Mûnein | |
---|---|
Village | |
Country | Netherlands |
Province | Friesland |
Population | |
• Total | c. 700 |
Mûnein (Dutch: Molenend) is a small village in Tytsjerksteradiel in the province Friesland of the Netherlands and has around the 700 citizens (2008).
Until 1948 was Mûnein, a part of Oentsjerk. At the request of Village Interest in 1948 Mûnein received te village status in 1948 and came off Oentsjerk. the village status was given and Mûnein was independent of Oentsjerk. Until then, it was customary for the village status was given to areas with a church that did not Mûnein. Because there is a café, a primary school and associations, the state still provided by the municipality Tytsjerksteradiel on October 8, 1948.
Since 1953 Mûnein is officially part of the Trynwalden a region on a sand bar showing the villages of Oentsjerk. Gytsjerk, Aldtsjerk and Readtsjerk.
It was Theodore Baron Marius Theresius of Welderen Rengers by Heemstra State, which has stimulated the construction of the flax factory. He was a member of the commission Door Arbeid tot Verbetering, which was founded by his father, Julius Wilco. On May 6, 1898, upon the municipality Tytsjerksteradiel submitted an application to build a factory near the Swarte Broek, a lake near Mûnein. So wast the first factory built of the "N.V. Friesche Maatschappij van Vlasindustrie" in Mûnein, the name came in colorful tiles on the roof and stand on the front of the factory, where it still be read. The location of the Swarte Broek was chosen because the flax had first go through rotting process in the open waters. The opening of the factory on November 24, 1898 with JJ Westra as director. The plant is to 24 April 1967 served. The restored smokestack and a statue on the square in town still refer to the time of the flax processing.
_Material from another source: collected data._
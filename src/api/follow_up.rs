use axum::{
    extract::State,
    routing::get,
    Extension, Router,
};
use utoipa::OpenApi;

use crate::api::{accessible_request, record_changed, record_created};
use crate::app_state::AppState;
use crate::db::models::audit::AuditAction;
use crate::db::models::lifecycle::{FollowUp, FollowUpInput, RecordKind};
use crate::db::models::role::Role;
use crate::error::AppError;
use crate::middleware::auth::Principal;
use crate::utils::api_response::ApiResponse;
use crate::utils::validation::{Patch, PathId, Valid};

const KIND: RecordKind = RecordKind::FollowUp;
const ROLES: [Role; 1] = [Role::ServerAdmin];

pub fn follow_up_routes() -> Router<AppState> {
    Router::new().route(
        "/pengajuan/{id}/tindak-lanjut",
        get(get_follow_up)
            .post(create_follow_up)
            .patch(update_follow_up)
            .delete(delete_follow_up),
    )
}

fn describe(follow_up: &FollowUp) -> String {
    match follow_up.ends_on {
        Some(ends_on) => format!(
            "Mulai: {} | Selesai: {}",
            follow_up.starts_on.to_rfc3339(),
            ends_on.to_rfc3339()
        ),
        None => format!("Mulai: {}", follow_up.starts_on.to_rfc3339()),
    }
}

#[utoipa::path(
    get,
    path = "/pengajuan/{id}/tindak-lanjut",
    tag = "Tindak Lanjut",
    params(("id" = i32, Path, description = "Pengajuan ID")),
    responses(
        (status = 200, description = "Follow-up record", body = FollowUp),
        (status = 404, description = "Pengajuan or follow-up not found")
    ),
    security(("bearerAuth" = []))
)]
pub async fn get_follow_up(
    State(state): State<AppState>,
    Extension(principal): Extension<Principal>,
    PathId(id): PathId,
) -> Result<ApiResponse<FollowUp>, AppError> {
    principal.require_role(&ROLES)?;
    accessible_request(&state, &principal, id).await?;

    let follow_up = state
        .store
        .find_follow_up(id)
        .await?
        .ok_or_else(|| AppError::not_found("Tindak lanjut not found."))?;
    Ok(ApiResponse::ok("Tindak lanjut retrieved", follow_up))
}

/// Schedules provisioning work and moves the request to `DIPROSES`.
#[utoipa::path(
    post,
    path = "/pengajuan/{id}/tindak-lanjut",
    tag = "Tindak Lanjut",
    params(("id" = i32, Path, description = "Pengajuan ID")),
    request_body = FollowUpInput,
    responses(
        (status = 201, description = "Follow-up created", body = FollowUp),
        (status = 400, description = "Validation error"),
        (status = 404, description = "Pengajuan not found"),
        (status = 409, description = "Follow-up already exists")
    ),
    security(("bearerAuth" = []))
)]
pub async fn create_follow_up(
    State(state): State<AppState>,
    Extension(principal): Extension<Principal>,
    PathId(id): PathId,
    Valid(payload): Valid<FollowUpInput>,
) -> Result<ApiResponse<FollowUp>, AppError> {
    principal.require_role(&ROLES)?;
    accessible_request(&state, &principal, id).await?;

    let follow_up = state.store.create_follow_up(id, payload).await?;
    record_created(&state, &principal, KIND, id, describe(&follow_up)).await?;
    Ok(ApiResponse::created("Tindak lanjut created", follow_up))
}

#[utoipa::path(
    patch,
    path = "/pengajuan/{id}/tindak-lanjut",
    tag = "Tindak Lanjut",
    params(("id" = i32, Path, description = "Pengajuan ID")),
    request_body = FollowUpInput,
    responses(
        (status = 200, description = "Follow-up updated", body = FollowUp),
        (status = 400, description = "Validation error or empty update"),
        (status = 404, description = "Follow-up not found")
    ),
    security(("bearerAuth" = []))
)]
pub async fn update_follow_up(
    State(state): State<AppState>,
    Extension(principal): Extension<Principal>,
    PathId(id): PathId,
    Valid(changes): Valid<Patch<FollowUpInput>>,
) -> Result<ApiResponse<FollowUp>, AppError> {
    principal.require_role(&ROLES)?;
    accessible_request(&state, &principal, id).await?;

    let follow_up = state.store.update_follow_up(id, changes).await?;
    record_changed(&state, &principal, id, AuditAction::RecordUpdated(KIND), describe(&follow_up)).await;
    Ok(ApiResponse::ok("Tindak lanjut updated", follow_up))
}

#[utoipa::path(
    delete,
    path = "/pengajuan/{id}/tindak-lanjut",
    tag = "Tindak Lanjut",
    params(("id" = i32, Path, description = "Pengajuan ID")),
    responses(
        (status = 200, description = "Follow-up deleted"),
        (status = 404, description = "Follow-up not found")
    ),
    security(("bearerAuth" = []))
)]
pub async fn delete_follow_up(
    State(state): State<AppState>,
    Extension(principal): Extension<Principal>,
    PathId(id): PathId,
) -> Result<ApiResponse<()>, AppError> {
    principal.require_role(&ROLES)?;
    accessible_request(&state, &principal, id).await?;

    state.store.delete_record(KIND, id).await?;
    record_changed(&state, &principal, id, AuditAction::RecordDeleted(KIND), "Delete tindak lanjut").await;
    Ok(ApiResponse::message("Tindak lanjut deleted"))
}

#[derive(OpenApi)]
#[openapi(
    paths(get_follow_up, create_follow_up, update_follow_up, delete_follow_up),
    components(schemas(FollowUp, FollowUpInput)),
    tags((name = "Tindak Lanjut", description = "Provisioning follow-up schedule"))
)]
pub struct FollowUpDoc;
Today there is a small form of housing for the mentally handicapped in the old flax factory and by the tall smokestack still be seen from afar.
Mûnein became national news in 1953 by the birth of a Siamese twins on November 8, 1953. Village Doctor Wijthoff Frisia Staete joined the new mother that her seventh child would receive after they gave birth to two babies joined at the stomach. They were rushed by taxi to the Diakonessenhuis a hospital in Leeuwarden charged. The babies grew well and after examination revealed they had their own hearts, lungs and other organs have Fitál. They were in the body independent of each other. it was discussed with an English physician who had experience with a separation of Siamese twins. Seven months after birth, in 1954 the twins underwent surgery to separate them. They were the first Siamese twins in the Netherlands to have a successful separation.